-------- RECORDED INFORMATION --------
/// Merges the two sorted halves `a[..mid]` and `a[mid..]` through the
/// scratch vector, then copies the result back into `a`.
///
/// Two-pointer merge; on ties the left element wins, which keeps the merge
/// stable. The scratch vector is cleared and refilled, never reallocated as
/// long as its capacity covers `a.len()`.
pub fn merge<T: Ord + Copy>(a: &mut [T], mid: usize, buf: &mut Vec<T>) {
    debug_assert!(mid <= a.len());

    buf.clear();
    let (left, right) = a.split_at(mid);
    let (mut i, mut j) = (0, 0);
    while i < left.len() && j < right.len() {
        if left[i] <= right[j] {
            buf.push(left[i]);
            i += 1;
        } else {
            buf.push(right[j]);
            j += 1;
        }
    }
    buf.extend_from_slice(&left[i..]);
    buf.extend_from_slice(&right[j..]);

    a.copy_from_slice(buf);
}

#[cfg(test)]
mod tests {
    use super::*;

    #[test]
    fn merges_two_sorted_halves() {
        let mut data = [1, 4, 7, 2, 3, 9];
        let mut buf = Vec::with_capacity(data.len());
        merge(&mut data, 3, &mut buf);
        assert_eq!(data, [1, 2, 3, 4, 7, 9]);
    }

    #[test]
    fn empty_halves_are_fine() {
        let mut buf = Vec::new();

        let mut left_only = [1, 2, 3];
        merge(&mut left_only, 3, &mut buf);
        assert_eq!(left_only, [1, 2, 3]);

        let mut right_only = [1, 2, 3];
        merge(&mut right_only, 0, &mut buf);
        assert_eq!(right_only, [1, 2, 3]);
    }

    #[test]
    fn left_wins_ties() {
        // Equal keys tagged by origin half; the left tag must come first.
        #[derive(Clone, Copy, Debug)]
        struct Keyed(i32, u8);
        impl PartialEq for Keyed {
            fn eq(&self, other: &Self) -> bool {
                self.0 == other.0
            }
        }
        impl Eq for Keyed {}
        impl PartialOrd for Keyed {
            fn partial_cmp(&self, other: &Self) -> Option<std::cmp::Ordering> {
                Some(self.cmp(other))
            }
        }
        impl Ord for Keyed {
            fn cmp(&self, other: &Self) -> std::cmp::Ordering {
                self.0.cmp(&other.0)
            }
        }

        let mut data = [Keyed(1, 0), Keyed(5, 0), Keyed(1, 1), Keyed(5, 1)];
        let mut buf = Vec::with_capacity(data.len());
        merge(&mut data, 2, &mut buf);
        let tagged: Vec<(i32, u8)> = data.iter().map(|k| (k.0, k.1)).collect();
        assert_eq!(tagged, vec![(1, 0), (1, 1), (5, 0), (5, 1)]);
    }
}
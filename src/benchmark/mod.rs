pub mod reporting;
pub mod runner;
pub mod sweep;
pub mod types;
pub mod verification;

pub use reporting::{format_row, report_to_text, write_report, REPORT_HEADER};
pub use runner::BenchmarkRunner;
pub use sweep::{SweepPlan, SweepPoint};
pub use types::{BenchmarkConfig, ReportRow};
pub use verification::verify_sorted;
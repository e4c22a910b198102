pub mod insertion;
pub mod merge;
pub mod mergesort;

pub use insertion::insertion_sort;
pub use merge::merge;
pub use mergesort::{hybrid_merge_sort, merge_sort};

/// The sort variants the benchmark compares.
///
/// Closed enum so the sweep loop dispatches exhaustively instead of on
/// string labels.
#[derive(Clone, Copy, Debug, PartialEq, Eq)]
pub enum Algorithm {
    Merge,
    Hybrid { threshold: usize },
}

impl Algorithm {
    pub fn name(&self) -> &'static str {
        match self {
            Algorithm::Merge => "merge",
            Algorithm::Hybrid { .. } => "hybrid",
        }
    }

    /// Threshold as reported: plain merge sort reports the literal 0.
    pub fn threshold(&self) -> usize {
        match self {
            Algorithm::Merge => 0,
            Algorithm::Hybrid { threshold } => *threshold,
        }
    }

    pub fn sort_in_place(&self, a: &mut [i32]) {
        match self {
            Algorithm::Merge => merge_sort(a),
            Algorithm::Hybrid { threshold } => hybrid_merge_sort(a, *threshold),
        }
    }
}

impl std::fmt::Display for Algorithm {
    fn fmt(&self, f: &mut std::fmt::Formatter) -> std::fmt::Result {
        match self {
            Algorithm::Merge => write!(f, "merge"),
            Algorithm::Hybrid { threshold } => write!(f, "hybrid(t={})", threshold),
        }
    }
}
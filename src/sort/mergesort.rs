use crate::sort::insertion::insertion_sort;
use crate::sort::merge::merge;

/// Top-down merge sort.
///
/// Allocates one scratch vector sized to the input and threads it through
/// the recursion; every merge reuses the same allocation.
pub fn merge_sort<T: Ord + Copy>(a: &mut [T]) {
    let mut buf = Vec::with_capacity(a.len());
    merge_sort_rec(a, &mut buf);
}

fn merge_sort_rec<T: Ord + Copy>(a: &mut [T], buf: &mut Vec<T>) {
    if a.len() <= 1 {
        return;
    }
    let mid = a.len() / 2;
    merge_sort_rec(&mut a[..mid], buf);
    merge_sort_rec(&mut a[mid..], buf);
    merge(a, mid, buf);
}

/// Merge sort that hands any sub-slice of length at most `threshold` to
/// insertion sort instead of recursing further.
///
/// Threshold 0 never matches a sub-slice longer than the base case, so it
/// behaves exactly like [`merge_sort`]. Both delegate strategies are stable,
/// so the hybrid is stable at every threshold.
pub fn hybrid_merge_sort<T: Ord + Copy>(a: &mut [T], threshold: usize) {
    let mut buf = Vec::with_capacity(a.len());
    hybrid_merge_sort_rec(a, threshold, &mut buf);
}

fn hybrid_merge_sort_rec<T: Ord + Copy>(a: &mut [T], threshold: usize, buf: &mut Vec<T>) {
    if a.len() <= 1 {
        return;
    }
    if a.len() <= threshold {
        insertion_sort(a);
        return;
    }
    let mid = a.len() / 2;
    hybrid_merge_sort_rec(&mut a[..mid], threshold, buf);
    hybrid_merge_sort_rec(&mut a[mid..], threshold, buf);
    merge(a, mid, buf);
}

#[cfg(test)]
mod tests {
    use super::*;
    use rand::rngs::StdRng;
    use rand::{Rng, SeedableRng};

    #[test]
    fn merge_sort_basic() {
        let mut data = [5, 3, 1, 4, 2];
        merge_sort(&mut data);
        assert_eq!(data, [1, 2, 3, 4, 5]);
    }

    #[test]
    fn hybrid_above_len_delegates_to_insertion() {
        // Threshold >= len sorts the whole slice in the insertion base case.
        let mut data = [5, 3, 1, 4, 2];
        hybrid_merge_sort(&mut data, 5);
        assert_eq!(data, [1, 2, 3, 4, 5]);
    }

    #[test]
    fn boundary_lengths() {
        let mut empty: Vec<i32> = vec![];
        merge_sort(&mut empty);
        hybrid_merge_sort(&mut empty, 10);
        assert!(empty.is_empty());

        let mut one = vec![3];
        merge_sort(&mut one);
        hybrid_merge_sort(&mut one, 10);
        assert_eq!(one, vec![3]);
    }

    #[test]
    fn threshold_zero_matches_plain_merge_sort() {
        let mut rng = StdRng::seed_from_u64(17);
        for len in [0, 1, 2, 7, 100, 1023] {
            let data: Vec<i32> = (0..len).map(|_| rng.random_range(-50..=50)).collect();

            let mut plain = data.clone();
            merge_sort(&mut plain);

            let mut hybrid = data;
            hybrid_merge_sort(&mut hybrid, 0);

            assert_eq!(plain, hybrid);
        }
    }

    #[test]
    fn sorts_random_data_at_every_threshold() {
        let mut rng = StdRng::seed_from_u64(99);
        let data: Vec<i32> = (0..500).map(|_| rng.random_range(0..=6000)).collect();

        let mut expected = data.clone();
        expected.sort();

        for threshold in [0, 1, 5, 10, 20, 30, 50, 499, 500, 10_000] {
            let mut sorted = data.clone();
            hybrid_merge_sort(&mut sorted, threshold);
            assert_eq!(sorted, expected, "threshold {}", threshold);
        }

        let mut sorted = data.clone();
        merge_sort(&mut sorted);
        assert_eq!(sorted, expected);
    }

    #[test]
    fn idempotent() {
        let mut rng = StdRng::seed_from_u64(5);
        let mut data: Vec<i32> = (0..200).map(|_| rng.random_range(0..=100)).collect();
        merge_sort(&mut data);
        let once = data.clone();
        merge_sort(&mut data);
        assert_eq!(data, once);
    }
}
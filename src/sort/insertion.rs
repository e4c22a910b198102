/// In-place insertion sort over the whole slice.
///
/// Stable: an element is shifted only while its left neighbor is strictly
/// greater, so equal elements keep their relative order. Quadratic in the
/// worst case, linear when the slice is already sorted. Callers hand in a
/// sub-slice to sort a range; everything outside the borrow is untouched.
pub fn insertion_sort<T: Ord + Copy>(a: &mut [T]) {
    for i in 1..a.len() {
        let key = a[i];
        let mut j = i;
        while j > 0 && a[j - 1] > key {
            a[j] = a[j - 1];
            j -= 1;
        }
        a[j] = key;
    }
}
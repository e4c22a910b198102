// Merge sort crossover benchmark library
//
// Compares plain top-down merge sort against a hybrid that hands small
// sub-ranges to insertion sort, across synthetic input distributions, and
// reports the averaged wall-clock cost per configuration.

pub mod benchmark;
pub mod generator;
pub mod sort;

// Export the main types
pub use benchmark::{
    BenchmarkConfig, BenchmarkRunner, ReportRow, SweepPlan, SweepPoint, REPORT_HEADER,
};
pub use generator::{ArrayGenerator, Distribution, DEFAULT_SEED};
pub use sort::{hybrid_merge_sort, insertion_sort, merge_sort, Algorithm};
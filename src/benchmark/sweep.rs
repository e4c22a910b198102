use super::types::BenchmarkConfig;
use crate::generator::Distribution;
use crate::sort::Algorithm;

/// One (distribution, size, algorithm) combination to benchmark.
#[derive(Clone, Copy, Debug, PartialEq, Eq)]
pub struct SweepPoint {
    pub distribution: Distribution,
    pub n: usize,
    pub algorithm: Algorithm,
}

/// The exhaustive parameter sweep, decoupled from execution so the tuple
/// set can be inspected without timing anything.
#[derive(Clone, Debug)]
pub struct SweepPlan {
    pub start_size: usize,
    pub max_size: usize,
    pub size_step: usize,
    pub thresholds: Vec<usize>,
}

impl SweepPlan {
    pub fn from_config(config: &BenchmarkConfig) -> Self {
        Self {
            start_size: config.start_size,
            max_size: config.max_n,
            size_step: config.size_step,
            thresholds: config.thresholds.clone(),
        }
    }

    pub fn sizes(&self) -> impl Iterator<Item = usize> {
        (self.start_size..=self.max_size).step_by(self.size_step)
    }

    /// Plain merge sort first, then one hybrid per threshold in list order.
    pub fn algorithms(&self) -> impl Iterator<Item = Algorithm> + '_ {
        std::iter::once(Algorithm::Merge).chain(
            self.thresholds
                .iter()
                .map(|&threshold| Algorithm::Hybrid { threshold }),
        )
    }

    /// Lazy enumeration of every sweep tuple in report order:
    /// distribution-major, then algorithm, then size.
    pub fn points(&self) -> impl Iterator<Item = SweepPoint> + '_ {
        Distribution::ALL.into_iter().flat_map(move |distribution| {
            self.algorithms().flat_map(move |algorithm| {
                self.sizes().map(move |n| SweepPoint {
                    distribution,
                    n,
                    algorithm,
                })
            })
        })
    }

    /// Number of report rows the sweep will produce.
    pub fn row_count(&self) -> usize {
        Distribution::ALL.len() * (1 + self.thresholds.len()) * self.sizes().count()
    }
}
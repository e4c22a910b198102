/// Checks that `output` is non-decreasing and holds exactly the values of
/// `input`.
///
/// Since a non-decreasing permutation of `input` is unique, the multiset
/// comparison reduces to an element-wise comparison against a sorted copy.
pub fn verify_sorted(input: &[i32], output: &[i32]) -> Result<(), String> {
    if output.len() != input.len() {
        return Err(format!(
            "length changed: {} in, {} out",
            input.len(),
            output.len()
        ));
    }

    for (i, pair) in output.windows(2).enumerate() {
        if pair[0] > pair[1] {
            return Err(format!(
                "sort order violation at index {}: {} > {}",
                i, pair[0], pair[1]
            ));
        }
    }

    let mut expected = input.to_vec();
    expected.sort();
    if output != expected.as_slice() {
        return Err("output is not a permutation of the input".to_string());
    }

    Ok(())
}

#[cfg(test)]
mod tests {
    use super::*;

    #[test]
    fn accepts_correct_output() {
        assert!(verify_sorted(&[3, 1, 2], &[1, 2, 3]).is_ok());
        assert!(verify_sorted(&[], &[]).is_ok());
    }

    #[test]
    fn rejects_unsorted_output() {
        let err = verify_sorted(&[3, 1, 2], &[2, 1, 3]).unwrap_err();
        assert!(err.contains("sort order violation"));
    }

    #[test]
    fn rejects_value_changes() {
        let err = verify_sorted(&[3, 1, 2], &[1, 2, 4]).unwrap_err();
        assert!(err.contains("not a permutation"));
    }

    #[test]
    fn rejects_length_changes() {
        let err = verify_sorted(&[3, 1], &[1, 2, 3]).unwrap_err();
        assert!(err.contains("length changed"));
    }
}
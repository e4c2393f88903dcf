//! Task service adapters
//!
//! The engine never talks to the network. The runner fetches a snapshot
//! through a [`TaskService`], hands it to the engine and commits the result
//! through the same service.
//!
//! - `todoist`: the Todoist sync API over HTTPS
//! - `memory`: an in-process service holding a snapshot, used by tests

mod memory;
mod todoist;

pub use memory::MemoryService;
pub use todoist::{DEFAULT_BASE_URL, TodoistService};

use crate::commit::Command;
use crate::error::ServiceError;
use crate::tasks::Snapshot;
use async_trait::async_trait;

#[async_trait]
pub trait TaskService: Send + Sync {
    /// Fetch every project, section and open task
    async fn fetch_snapshot(&self) -> Result<Snapshot, ServiceError>;

    /// Submit a batch of commands in one request
    async fn commit(&self, commands: &[Command]) -> Result<(), ServiceError>;

    /// Make sure a label with this name exists
    ///
    /// # Returns
    /// `true` if the label had to be created
    async fn ensure_label(&self, name: &str) -> Result<bool, ServiceError>;
}
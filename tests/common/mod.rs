//! Common test utilities for integration tests

#![allow(dead_code)]

use chrono::{NaiveDate, NaiveDateTime};
use gtd_autolabel::{
    ClassificationStore, Command, Due, EngineSettings, Outcome, Project, Section, Snapshot, Task,
    propagate,
};

/// Label used by the default settings
pub const LABEL: &str = "next_action";

/// Local date-time on a fixed day
pub fn at(y: i32, m: u32, d: u32, hour: u32) -> NaiveDateTime {
    NaiveDate::from_ymd_opt(y, m, d)
        .unwrap()
        .and_hms_opt(hour, 0, 0)
        .unwrap()
}

pub fn date(y: i32, m: u32, d: u32) -> NaiveDate {
    NaiveDate::from_ymd_opt(y, m, d).unwrap()
}

/// Builder for snapshots; sibling order follows insertion order
#[derive(Default)]
pub struct SnapshotBuilder {
    snapshot: Snapshot,
    next_order: i64,
}

impl SnapshotBuilder {
    pub fn new() -> Self {
        Self::default()
    }

    fn order(&mut self) -> i64 {
        self.next_order += 1;
        self.next_order
    }

    pub fn project(mut self, id: &str, name: &str) -> Self {
        let order = self.order();
        self.snapshot.projects.push(Project {
            id: id.to_string(),
            name: name.to_string(),
            is_inbox: false,
            order,
        });
        self
    }

    pub fn inbox(mut self, id: &str) -> Self {
        let order = self.order();
        self.snapshot.projects.push(Project {
            id: id.to_string(),
            name: "Inbox".to_string(),
            is_inbox: true,
            order,
        });
        self
    }

    pub fn section(mut self, id: &str, project: &str, name: &str) -> Self {
        let order = self.order();
        self.snapshot.sections.push(Section {
            id: id.to_string(),
            name: name.to_string(),
            project_id: project.to_string(),
            order,
        });
        self
    }

    fn push_task(&mut self, id: &str, project: &str, section: Option<&str>, parent: Option<&str>, content: &str) {
        let order = self.order();
        self.snapshot.tasks.push(Task {
            id: id.to_string(),
            content: content.to_string(),
            project_id: project.to_string(),
            section_id: section.map(str::to_string),
            parent_id: parent.map(str::to_string),
            order,
            is_completed: false,
            due: None,
            labels: Vec::new(),
        });
    }

    /// Root task outside any section
    pub fn task(mut self, id: &str, project: &str, content: &str) -> Self {
        self.push_task(id, project, None, None, content);
        self
    }

    /// Root task in a section
    pub fn task_in(mut self, id: &str, project: &str, section: &str, content: &str) -> Self {
        self.push_task(id, project, Some(section), None, content);
        self
    }

    /// Sub-task placed in the parent's project and section
    pub fn subtask(mut self, id: &str, parent: &str, content: &str) -> Self {
        let parent_task = self.snapshot.find_task(parent).unwrap().clone();
        self.push_task(
            id,
            &parent_task.project_id,
            parent_task.section_id.as_deref(),
            Some(parent),
            content,
        );
        self
    }

    pub fn labelled(mut self, id: &str) -> Self {
        self.snapshot
            .find_task_mut(id)
            .unwrap()
            .labels
            .push(LABEL.to_string());
        self
    }

    pub fn completed(mut self, id: &str) -> Self {
        self.snapshot.find_task_mut(id).unwrap().is_completed = true;
        self
    }

    pub fn due(mut self, id: &str, due: Due) -> Self {
        self.snapshot.find_task_mut(id).unwrap().due = Some(due);
        self
    }

    pub fn build(self) -> Snapshot {
        self.snapshot
    }
}

/// Apply committed commands the way the service would
pub fn apply(snapshot: &mut Snapshot, commands: &[Command]) {
    for command in commands {
        match command {
            Command::UpdateTaskLabels { id, labels } => {
                snapshot.find_task_mut(id).unwrap().labels = labels.clone();
            }
            Command::UpdateTaskContent { id, content } => {
                snapshot.find_task_mut(id).unwrap().content = content.clone();
            }
            Command::UpdateTaskDue { id, date, .. } => {
                if let Some(due) = snapshot.find_task_mut(id).unwrap().due.as_mut() {
                    due.date = *date;
                }
            }
            Command::RenameProject { id, name } => {
                let project = snapshot.projects.iter_mut().find(|p| &p.id == id).unwrap();
                project.name = name.clone();
            }
            Command::RenameSection { id, name } => {
                let section = snapshot.sections.iter_mut().find(|s| &s.id == id).unwrap();
                section.name = name.clone();
            }
        }
    }
}

/// Run one walk and apply its commands to `snapshot`
pub fn cycle(
    settings: &EngineSettings,
    snapshot: &mut Snapshot,
    store: &mut ClassificationStore,
    now: NaiveDateTime,
) -> Outcome {
    let outcome = propagate(settings, snapshot, store, now);
    apply(snapshot, outcome.changes.commands());
    outcome
}

/// IDs of the tasks carrying the label, in snapshot order
pub fn marked(snapshot: &Snapshot) -> Vec<&str> {
    snapshot
        .tasks
        .iter()
        .filter(|t| t.has_label(LABEL))
        .map(|t| t.id.as_str())
        .collect()
}

pub fn content<'a>(snapshot: &'a Snapshot, id: &str) -> &'a str {
    &snapshot.find_task(id).unwrap().content
}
--------
### WHAT IS EXPECTED
The answer must consist of every line from the entries above that contains the string "then".

### EXERCISE RESPONSE
/// scratch vector, then copies the result back into `a`.
    /// Plain merge sort first, then one hybrid per threshold in list order.
    /// distribution-major, then algorithm, then size.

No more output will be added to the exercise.